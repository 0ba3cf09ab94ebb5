//! Relay role: the side reachable from outside the private network. It
//! authenticates the client, derives and claims the namespace id, and routes
//! everything after the handshake the same way the client role does.

use std::sync::Arc;
use std::sync::atomic::{AtomicBool, Ordering};
use std::time::Duration;

use tokio::sync::mpsc;
use tracing::{debug, warn};
use uplink_protocol::{
    ACCOUNT_NAME_SIGNIFICANT_CHARS, DEFAULT_HANDSHAKE_TIMEOUT_MS, DEFAULT_SESSION_QUALIFIER,
    HandshakeRequest, HandshakeResponse, HandshakeResult, MessageBlock, MessageType,
    PROTOCOL_VERSION, ProtocolErrorKind, SESSION_QUALIFIER_SIGNIFICANT_CHARS,
};

use crate::auth::{AuthDecision, Authenticator};
use crate::error::UplinkError;
use crate::registry::SessionRegistry;
use crate::session::{SessionCore, SessionEvent, SessionInner};
use crate::state::SessionState;
use crate::transport::MessageTransport;

/// One relay-side uplink session bound to one accepted connection.
///
/// The handshake timeout is armed at accept time: for the relay, "handshake
/// pending" starts the moment the connection exists, not at any local call.
pub struct RelaySession {
    core: Arc<SessionCore>,
    registry: Arc<SessionRegistry>,
    authenticator: Arc<dyn Authenticator>,
    namespace_released: AtomicBool,
}

impl RelaySession {
    pub fn accept(
        transport: Arc<dyn MessageTransport>,
        registry: Arc<SessionRegistry>,
        authenticator: Arc<dyn Authenticator>,
        events: mpsc::UnboundedSender<SessionEvent>,
    ) -> Arc<Self> {
        Self::accept_with_timeout(
            transport,
            registry,
            authenticator,
            events,
            Duration::from_millis(DEFAULT_HANDSHAKE_TIMEOUT_MS),
        )
    }

    pub fn accept_with_timeout(
        transport: Arc<dyn MessageTransport>,
        registry: Arc<SessionRegistry>,
        authenticator: Arc<dyn Authenticator>,
        events: mpsc::UnboundedSender<SessionEvent>,
        handshake_timeout: Duration,
    ) -> Arc<Self> {
        let local_session_id = registry.assign_session_id();
        let session = Arc::new(Self {
            core: Arc::new(SessionCore::new(local_session_id, transport, events)),
            registry,
            authenticator,
            namespace_released: AtomicBool::new(false),
        });

        let timeout_session = Arc::clone(&session);
        tokio::spawn(async move {
            tokio::time::sleep(handshake_timeout).await;
            timeout_session.core.fail_if_still_pre_active(
                ProtocolErrorKind::HandshakeTimeout,
                "no handshake request within the allowed time",
            );
            timeout_session.release_namespace_if_terminal();
        });

        session
    }

    /// Push-delivery entry point for one inbound block.
    pub fn handle_block(&self, block: MessageBlock) {
        match block.message_type {
            MessageType::Handshake => self.process_handshake_request(&block),
            MessageType::Goodbye => self.core.handle_goodbye_block(&block),
            MessageType::Payload => self.core.handle_payload_block(block),
        }
        self.release_namespace_if_terminal();
    }

    /// The transport's incoming direction ended.
    pub fn handle_transport_closed(&self) {
        self.core.handle_transport_closed();
        self.release_namespace_if_terminal();
    }

    fn process_handshake_request(&self, block: &MessageBlock) {
        let mut inner = self.core.lock();
        if inner.state != SessionState::Initial {
            let state = inner.state;
            self.core.fail_locked(
                &mut inner,
                ProtocolErrorKind::ProtocolViolation,
                format!("unexpected handshake block in state {state}"),
            );
            return;
        }
        let _ = self
            .core
            .transition_locked(&mut inner, SessionState::ClientHandshakeRequestReady);

        let request = match HandshakeRequest::decode(block) {
            Ok(request) => request,
            Err(e) => {
                self.refuse_locked(
                    &mut inner,
                    ProtocolErrorKind::InvalidHandshakeData,
                    format!("malformed handshake request: {e}"),
                );
                return;
            }
        };

        // strict equality, as long as no compatible version range exists
        if request.protocol_version != PROTOCOL_VERSION {
            self.refuse_locked(
                &mut inner,
                ProtocolErrorKind::VersionMismatch,
                format!(
                    "client protocol version {} is incompatible with {}; \
                     please use a matching client",
                    request.protocol_version, PROTOCOL_VERSION
                ),
            );
            return;
        }

        match self.authenticator.verify(&request.credentials) {
            AuthDecision::Accepted => {}
            AuthDecision::Rejected(reason) => {
                self.refuse_locked(&mut inner, ProtocolErrorKind::AuthenticationFailed, reason);
                return;
            }
        }

        let namespace_id = derive_namespace_id(
            &request.credentials.account_name,
            request.session_qualifier.as_deref(),
        );
        if !self
            .registry
            .attempt_assign_namespace(&namespace_id, self.core.local_session_id())
        {
            self.refuse_locked(
                &mut inner,
                ProtocolErrorKind::NamespaceCollision,
                format!(
                    "the account and client id combination '{namespace_id}' is already in use; \
                     use a distinct client id for each parallel login"
                ),
            );
            return;
        }
        let _ = self
            .core
            .set_namespace_locked(&mut inner, namespace_id.clone());

        let response = HandshakeResponse {
            protocol_version: PROTOCOL_VERSION.to_string(),
            result: HandshakeResult::Accepted {
                assigned_namespace_id: namespace_id,
            },
        };
        let response_block = match response.encode() {
            Ok(block) => block,
            Err(e) => {
                self.core.fail_locked(
                    &mut inner,
                    ProtocolErrorKind::InternalError,
                    format!("failed to encode handshake response: {e}"),
                );
                return;
            }
        };
        if self.core.send_block_locked(&mut inner, response_block).is_err() {
            // already resolved into the refused state by the send funnel
            return;
        }
        let _ = self.core.transition_locked(&mut inner, SessionState::Active);
        self.core.emit_activated_locked(&inner);
    }

    /// Sends an explicit refusal response (best-effort, so the client can
    /// distinguish refusal from silence) and resolves the session locally.
    fn refuse_locked(&self, inner: &mut SessionInner, kind: ProtocolErrorKind, message: String) {
        let response = HandshakeResponse {
            protocol_version: PROTOCOL_VERSION.to_string(),
            result: HandshakeResult::Refused {
                kind,
                message: message.clone(),
            },
        };
        match response.encode() {
            Ok(block) => self.core.send_block_best_effort(inner, block),
            Err(e) => debug!(error = %e, "failed to encode refusal response"),
        }
        self.core.fail_locked(inner, kind, message);
    }

    /// Releases the claimed namespace exactly once, as soon as the session
    /// has reached a terminal state. Safe to call from every entry point.
    fn release_namespace_if_terminal(&self) {
        if !self.core.state().is_terminal() {
            return;
        }
        let Some(namespace_id) = self.core.assigned_namespace_id_if_available() else {
            // a client that never completed a handshake has nothing to release
            return;
        };
        if self.namespace_released.swap(true, Ordering::SeqCst) {
            return;
        }
        self.registry
            .release_namespace(&namespace_id, self.core.local_session_id());
    }

    // ---- public session API ----

    pub fn state(&self) -> SessionState {
        self.core.state()
    }

    pub fn local_session_id(&self) -> &str {
        self.core.local_session_id()
    }

    pub fn log_descriptor(&self) -> String {
        self.core.log_descriptor()
    }

    pub fn assigned_namespace_id(&self) -> Result<String, UplinkError> {
        self.core.assigned_namespace_id()
    }

    pub fn assigned_namespace_id_if_available(&self) -> Option<String> {
        self.core.assigned_namespace_id_if_available()
    }

    pub fn destination_id_prefix(&self) -> Result<String, UplinkError> {
        self.core.destination_id_prefix()
    }

    pub fn is_active(&self) -> bool {
        self.core.is_active()
    }

    pub fn is_shutting_down_or_shut_down(&self) -> bool {
        self.core.is_shutting_down_or_shut_down()
    }

    pub fn initiate_clean_shutdown_if_running(&self) {
        self.core.initiate_clean_shutdown_if_running();
        self.release_namespace_if_terminal();
    }

    /// Sends one application payload block; only legal while active.
    pub fn send_payload(&self, payload: Vec<u8>) -> Result<(), UplinkError> {
        let result = self.core.send_payload(payload);
        self.release_namespace_if_terminal();
        result
    }
}

/// Derives the namespace id from the effective account name and session
/// qualifier. Both components are truncated to their significant-character
/// limits; an absent or empty qualifier falls back to the default so one
/// account can still hold exactly one unqualified session.
fn derive_namespace_id(account_name: &str, session_qualifier: Option<&str>) -> String {
    let account = effective_component(account_name, ACCOUNT_NAME_SIGNIFICANT_CHARS, "account name");
    let qualifier = match session_qualifier {
        Some(qualifier) if !qualifier.is_empty() => {
            effective_component(qualifier, SESSION_QUALIFIER_SIGNIFICANT_CHARS, "session qualifier")
        }
        _ => DEFAULT_SESSION_QUALIFIER.to_string(),
    };
    format!("{account}/{qualifier}")
}

fn effective_component(value: &str, limit: usize, what: &str) -> String {
    if value.chars().count() <= limit {
        return value.to_string();
    }
    let truncated: String = value.chars().take(limit).collect();
    warn!(
        value,
        truncated = %truncated,
        limit,
        "only the leading characters of the {what} contribute to the namespace id"
    );
    truncated
}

++++

• **What you should do**
Reproduce exactly, and with no other material, the lines between those holding "name and session" and "session_qualifier: Option<&str>) ->", inclusive.

• **Response to the exercise**
/// Derives the namespace id from the effective account name and session
/// qualifier. Both components are truncated to their significant-character
/// limits; an absent or empty qualifier falls back to the default so one
/// account can still hold exactly one unqualified session.
fn derive_namespace_id(account_name: &str, session_qualifier: Option<&str>) -> String {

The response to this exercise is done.